GlassLab is a live free-form performance-based session that provides designers with rare access to explore concepts in glass. In public design performances, or workshops, designers and glassmakers collaborate, rapidly prototyping design concepts and using the immediacy of hot glass as a catalyst for innovation.
“Having students participate as designers is unprecedented in the history of GlassLab, but given the forward-thinking nature of the initiative it makes perfect sense,” says Josh Owen, an RIT industrial design professor who was recently invited to participate in GlassLab. “The Corning Museum of Glass is hugely invested in the future of glass as a medium for research and creative innovation. This mirrors our own mission in education at RIT so I’m proud to send this year’s Metaproject winners to make history this summer.”
Ipp and Zogas, who were winners of RIT’s Metaproject 02, a unique project that partnered students from industrial design and glass programs with Corning Museum of Glass to explore design concepts that exploit glass as the primary material, will work with museum glassmakers to prototype their own design concepts during the public session at the museum’s Hot Glass Show on the Courtyard Stage.
The partnership helped open the door for Ipp and Zogas to perform at GlassLab.
“GlassLab extends the concept of increasing access to glass from artists to designers, encouraging designers to design more innovatively for the material,” says Tina Oldknow, head curator at Corning Museum of Glass. “Although design in glass goes back to antiquity, designing for glass remains a new frontier.”

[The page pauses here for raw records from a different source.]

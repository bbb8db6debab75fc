use crate::{
    AppState,
    auth::{AuthUser, MaybeUser},
    error::AppError,
    handlers::found,
    models::{
        CommentForm, CommentFormContext, CommentPage, FormErrors, NewsDetailPage, NewsListPage,
        NewsWithComments,
    },
    validation,
};
use axum::{
    Form, Json,
    extract::{Path, State, rejection::FormRejection},
    response::{IntoResponse, Response},
};

/// Where a comment write lands: the parent item's detail page, scrolled to its comments.
pub fn news_comments_url(news_id: i64) -> String {
    format!("/news/{news_id}/#comments")
}

/// Builds the detail page for `news_id`, attaching `form` when the caller may comment.
async fn detail_page(
    state: &AppState,
    news_id: i64,
    form: Option<CommentFormContext>,
) -> Result<NewsDetailPage, AppError> {
    let news = state.repo.get_news(news_id).await.ok_or(AppError::NotFound)?;
    let comment_set = state
        .repo
        .list_comments_ordered_by_timestamp_asc(news_id)
        .await;
    Ok(NewsDetailPage {
        news: NewsWithComments { news, comment_set },
        form,
    })
}

/// news_home
///
/// [Public Route] The news feed: at most `news_page_size` items, newest first.
#[utoipa::path(
    get,
    path = "/news/",
    responses((status = 200, description = "Latest news", body = NewsListPage))
)]
pub async fn news_home(State(state): State<AppState>) -> Json<NewsListPage> {
    let object_list = state
        .repo
        .list_news_ordered_by_date_desc(state.config.news_page_size)
        .await;
    Json(NewsListPage { object_list })
}

/// news_detail
///
/// [Public Route] One news item with its comments in chronological order. An empty
/// comment form is included only for an authenticated reader.
#[utoipa::path(
    get,
    path = "/news/{id}/",
    params(("id" = i64, Path, description = "News ID")),
    responses(
        (status = 200, description = "News with comments", body = NewsDetailPage),
        (status = 404, description = "Not Found")
    )
)]
pub async fn news_detail(
    MaybeUser(user): MaybeUser,
    State(state): State<AppState>,
    Path(id): Path<i64>,
) -> Result<Json<NewsDetailPage>, AppError> {
    let form = user.map(|_| CommentFormContext::default());
    Ok(Json(detail_page(&state, id, form).await?))
}

/// add_comment
///
/// [Authenticated Route] Posts a comment on a news item. The author is always the
/// caller. A banned word re-renders the detail page with the error on `text` and
/// writes nothing.
#[utoipa::path(
    post,
    path = "/news/{id}/",
    params(("id" = i64, Path, description = "News ID")),
    request_body(content = CommentForm, content_type = "application/x-www-form-urlencoded"),
    responses(
        (status = 302, description = "Created; redirects to the comments anchor"),
        (status = 200, description = "Rejected; form with errors", body = NewsDetailPage),
        (status = 404, description = "Not Found")
    )
)]
pub async fn add_comment(
    AuthUser { id: user_id, .. }: AuthUser,
    State(state): State<AppState>,
    Path(news_id): Path<i64>,
    Form(form): Form<CommentForm>,
) -> Result<Response, AppError> {
    if state.repo.get_news(news_id).await.is_none() {
        return Err(AppError::NotFound);
    }

    let text = match validation::validate_comment(&form) {
        Ok(text) => text,
        Err(errors) => {
            let context = CommentFormContext { data: form, errors };
            let page = detail_page(&state, news_id, Some(context)).await?;
            return Ok(Json(page).into_response());
        }
    };

    let comment = state.repo.add_comment(news_id, user_id, &text).await?;
    tracing::info!(comment_id = comment.id, news_id, "comment created");
    Ok(found(news_comments_url(news_id)))
}

/// edit_comment_page
///
/// [Authenticated Route] Edit form for the caller's own comment. Someone else's comment
/// is reported as 404.
#[utoipa::path(
    get,
    path = "/news/comments/{id}/edit/",
    params(("id" = i64, Path, description = "Comment ID")),
    responses(
        (status = 200, description = "Edit form", body = CommentPage),
        (status = 404, description = "Not Found or Not Yours")
    )
)]
pub async fn edit_comment_page(
    AuthUser { id: user_id, .. }: AuthUser,
    State(state): State<AppState>,
    Path(id): Path<i64>,
) -> Result<Json<CommentPage>, AppError> {
    let comment = state
        .repo
        .get_comment_owned(id, user_id)
        .await
        .ok_or(AppError::NotFound)?;
    let form = CommentFormContext {
        data: CommentForm {
            text: comment.text.clone(),
        },
        errors: FormErrors::default(),
    };
    Ok(Json(CommentPage {
        comment,
        form: Some(form),
    }))
}

/// edit_comment
///
/// [Authenticated Route] Replaces the text of the caller's own comment. The same banned
/// word filter as for new comments applies. Ownership is checked before validation, so
/// a stranger learns nothing from the error shape.
#[utoipa::path(
    post,
    path = "/news/comments/{id}/edit/",
    params(("id" = i64, Path, description = "Comment ID")),
    request_body(content = CommentForm, content_type = "application/x-www-form-urlencoded"),
    responses(
        (status = 302, description = "Updated; redirects to the comments anchor"),
        (status = 200, description = "Rejected; form with errors", body = CommentPage),
        (status = 404, description = "Not Found or Not Yours")
    )
)]
pub async fn edit_comment(
    AuthUser { id: user_id, .. }: AuthUser,
    State(state): State<AppState>,
    Path(id): Path<i64>,
    form: Result<Form<CommentForm>, FormRejection>,
) -> Result<Response, AppError> {
    let comment = state
        .repo
        .get_comment_owned(id, user_id)
        .await
        .ok_or(AppError::NotFound)?;
    // Body errors are only reported to the owner.
    let Form(form) = match form {
        Ok(form) => form,
        Err(rejection) => return Ok(rejection.into_response()),
    };

    let text = match validation::validate_comment(&form) {
        Ok(text) => text,
        Err(errors) => {
            let page = CommentPage {
                comment,
                form: Some(CommentFormContext { data: form, errors }),
            };
            return Ok(Json(page).into_response());
        }
    };

    let updated = state
        .repo
        .update_comment_text(id, user_id, &text)
        .await?
        .ok_or(AppError::NotFound)?;
    tracing::info!(comment_id = updated.id, "comment updated");
    Ok(found(news_comments_url(updated.news_id)))
}

/// delete_comment_page
///
/// [Authenticated Route] Delete confirmation for the caller's own comment.
#[utoipa::path(
    get,
    path = "/news/comments/{id}/delete/",
    params(("id" = i64, Path, description = "Comment ID")),
    responses(
        (status = 200, description = "Confirmation", body = CommentPage),
        (status = 404, description = "Not Found or Not Yours")
    )
)]
pub async fn delete_comment_page(
    AuthUser { id: user_id, .. }: AuthUser,
    State(state): State<AppState>,
    Path(id): Path<i64>,
) -> Result<Json<CommentPage>, AppError> {
    let comment = state
        .repo
        .get_comment_owned(id, user_id)
        .await
        .ok_or(AppError::NotFound)?;
    Ok(Json(CommentPage {
        comment,
        form: None,
    }))
}

/// delete_comment
///
/// [Authenticated Route] Deletes the caller's own comment.
///
/// *Authorization*: The repository deletes only where `author_id` matches, so a missing
/// comment and someone else's comment both end in 404.
#[utoipa::path(
    post,
    path = "/news/comments/{id}/delete/",
    params(("id" = i64, Path, description = "Comment ID")),
    responses(
        (status = 302, description = "Deleted; redirects to the comments anchor"),
        (status = 404, description = "Not Found or Not Yours")
    )
)]
pub async fn delete_comment(
    AuthUser { id: user_id, .. }: AuthUser,
    State(state): State<AppState>,
    Path(id): Path<i64>,
) -> Result<Response, AppError> {
    match state.repo.delete_comment(id, user_id).await? {
        Some(comment) => {
            tracing::info!(comment_id = comment.id, "comment deleted");
            Ok(found(news_comments_url(comment.news_id)))
        }
        None => Err(AppError::NotFound),
    }
}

Using a mobile hot glass studio, GlassLab sessions have taken place in public design venues like Design Miami/Art Basel Miami and Cooper-Hewitt, National Design Museum, offering audiences a live, authentic glimpse of the design and glassmaking processes, while allowing designers to explore the material of glass in a way that is rarely accessible.

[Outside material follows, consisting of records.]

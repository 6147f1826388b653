//! Snapshot Export
//!
//! Writes a point-in-time copy of a cache's items to a JSON file.
//!
//! Only keys and values are exported: TTLs and recency order are not
//! preserved. The snapshot is taken first and the file is written after the
//! cache guard has been released.

use std::collections::HashMap;
use std::fs;
use std::hash::Hash;
use std::path::Path;

use chrono::{DateTime, Utc};
use serde::{Deserialize, Serialize};
use tracing::info;

use crate::cache::Cache;
use crate::error::Result;

// == Snapshot ==
/// Exported file layout.
#[derive(Debug, Clone, Serialize, Deserialize)]
#[serde(bound(
    serialize = "K: Serialize + Eq + Hash, V: Serialize",
    deserialize = "K: Deserialize<'de> + Eq + Hash, V: Deserialize<'de>"
))]
pub struct Snapshot<K, V> {
    /// When the snapshot was taken
    pub exported_at: DateTime<Utc>,
    /// Key → value pairs present at that time
    pub items: HashMap<K, V>,
}

impl<K, V> Snapshot<K, V>
where
    K: Eq + Hash + Clone + Send + Sync + 'static,
    V: Clone + Send + Sync + 'static,
{
    /// Captures the current items of `cache`.
    pub fn capture(cache: &Cache<K, V>) -> Self {
        Self {
            exported_at: Utc::now(),
            items: cache.get_all_items(),
        }
    }
}

// == Export ==
/// Exports the current items of `cache` to `path` as pretty-printed JSON.
///
/// JSON object keys must be strings, so `K` has to serialize as a string or
/// an integer.
///
/// # Returns
/// The number of exported items.
pub fn export_to_file<K, V, P>(cache: &Cache<K, V>, path: P) -> Result<usize>
where
    K: Serialize + Eq + Hash + Clone + Send + Sync + 'static,
    V: Serialize + Clone + Send + Sync + 'static,
    P: AsRef<Path>,
{
    let snapshot = Snapshot::capture(cache);
    let data = serde_json::to_vec_pretty(&snapshot)?;
    fs::write(path.as_ref(), data)?;

    info!(
        "Exported {} items to {}",
        snapshot.items.len(),
        path.as_ref().display()
    );
    Ok(snapshot.items.len())
}

/// Reads a file written by [`export_to_file`].
pub fn read_snapshot<K, V, P>(path: P) -> Result<Snapshot<K, V>>
where
    K: for<'de> Deserialize<'de> + Eq + Hash,
    V: for<'de> Deserialize<'de>,
    P: AsRef<Path>,
{
    let data = fs::read(path)?;
    Ok(serde_json::from_slice(&data)?)
}
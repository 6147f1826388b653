//! Configuration Module
//!
//! Handles loading and managing cache configuration from environment variables.

use std::env;

use crate::error::{CacheError, Result};

/// Cache configuration parameters.
///
/// All values can be configured via environment variables with sensible defaults.
#[derive(Debug, Clone, PartialEq, Eq)]
pub struct CacheConfig {
    /// Maximum number of entries the cache can hold
    pub capacity: usize,
    /// Whether a successful read rearms the entry's TTL from now
    pub sliding_expiration: bool,
}

impl CacheConfig {
    /// Creates a new CacheConfig by loading values from environment variables.
    ///
    /// # Environment Variables
    /// - `CACHE_CAPACITY` - Maximum cache entries (default: 1000)
    /// - `CACHE_SLIDING_EXPIRATION` - `true`/`false` (default: false)
    pub fn from_env() -> Self {
        let defaults = Self::default();
        Self {
            capacity: env::var("CACHE_CAPACITY")
                .ok()
                .and_then(|v| v.parse().ok())
                .unwrap_or(defaults.capacity),
            sliding_expiration: env::var("CACHE_SLIDING_EXPIRATION")
                .ok()
                .and_then(|v| v.parse().ok())
                .unwrap_or(defaults.sliding_expiration),
        }
    }

    // == Validate ==
    /// Rejects a configuration the cache cannot honor.
    pub fn validate(&self) -> Result<()> {
        validate_capacity(self.capacity)
    }
}

impl Default for CacheConfig {
    fn default() -> Self {
        Self {
            capacity: 1000,
            sliding_expiration: false,
        }
    }
}

/// A zero capacity is rejected rather than treated as unbounded.
pub(crate) fn validate_capacity(capacity: usize) -> Result<()> {
    if capacity == 0 {
        return Err(CacheError::InvalidCapacity(
            "capacity must be greater than zero".to_string(),
        ));
    }
    Ok(())
}
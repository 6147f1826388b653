//! Size Estimation
//!
//! Approximate memory taken by the values of a cache, measured over a
//! snapshot so the cache guard is not held while measuring.

use std::hash::Hash;
use std::mem;

use crate::cache::Cache;

/// Inline size of every stored value: `len × size_of::<V>()`.
///
/// Heap data owned by the values (string bytes, vector buffers) is not counted.
pub fn shallow_size_in_bytes<K, V>(cache: &Cache<K, V>) -> u64
where
    K: Eq + Hash + Clone + Send + Sync + 'static,
    V: Clone + Send + Sync + 'static,
{
    (cache.len() as u64).saturating_mul(mem::size_of::<V>() as u64)
}

/// Sums `measure` over a snapshot of the stored values.
///
/// # Example
/// ```ignore
/// let bytes = estimate_size_in_bytes(&cache, |value: &String| value.len());
/// ```
pub fn estimate_size_in_bytes<K, V, F>(cache: &Cache<K, V>, measure: F) -> u64
where
    K: Eq + Hash + Clone + Send + Sync + 'static,
    V: Clone + Send + Sync + 'static,
    F: Fn(&V) -> usize,
{
    cache
        .get_all_values()
        .iter()
        .map(|value| measure(value) as u64)
        .sum()
}
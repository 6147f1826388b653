//! Cache Statistics Module
//!
//! Tracks cache activity: hits, misses, and every lifecycle transition.

use serde::Serialize;

// == Cache Stats ==
/// Tracks cache performance metrics.
#[derive(Debug, Clone, Default, PartialEq, Eq, Serialize)]
pub struct CacheStats {
    /// Number of successful reads
    pub hits: u64,
    /// Number of reads that found nothing (absent or expired)
    pub misses: u64,
    /// Number of new keys stored
    pub insertions: u64,
    /// Number of in-place value replacements
    pub updates: u64,
    /// Number of explicit deletions
    pub deletions: u64,
    /// Number of entries evicted due to LRU policy
    pub evictions: u64,
    /// Number of entries removed because their TTL elapsed
    pub expirations: u64,
    /// Current number of entries in the cache
    pub total_entries: usize,
}

impl CacheStats {
    // == Constructor ==
    /// Creates a new CacheStats with all counters at zero.
    pub fn new() -> Self {
        Self::default()
    }

    // == Hit Rate ==
    /// Calculates the cache hit rate.
    ///
    /// Returns hits / (hits + misses), or 0.0 if no reads have been made.
    pub fn hit_rate(&self) -> f64 {
        let total = self.hits + self.misses;
        if total == 0 {
            0.0
        } else {
            self.hits as f64 / total as f64
        }
    }

    pub fn record_hit(&mut self) {
        self.hits += 1;
    }

    pub fn record_miss(&mut self) {
        self.misses += 1;
    }

    pub fn record_insertion(&mut self) {
        self.insertions += 1;
    }

    pub fn record_update(&mut self) {
        self.updates += 1;
    }

    pub fn record_deletion(&mut self) {
        self.deletions += 1;
    }

    pub fn record_eviction(&mut self) {
        self.evictions += 1;
    }

    pub fn record_expiration(&mut self) {
        self.expirations += 1;
    }

    // == Update Entry Count ==
    /// Updates the total entries count.
    pub fn set_total_entries(&mut self, count: usize) {
        self.total_entries = count;
    }
}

The prototypes range from explorations of anatomy, such as Sigga Heimis’s organs of the body, to inspirations from the natural world, such as Michele Oka Doner’s seaweed bowls.
World-renowned designer Massimo Vignelli and Owen are two previous performers who’ve taken part in the collaborative lab. Other designers who will be participating this summer include Harry Allen, Stephen Burks, Wendell Castle, Michele Oka Doner, Constantin and Laurene Boym and many others.
The sessions are included in admission to the museum.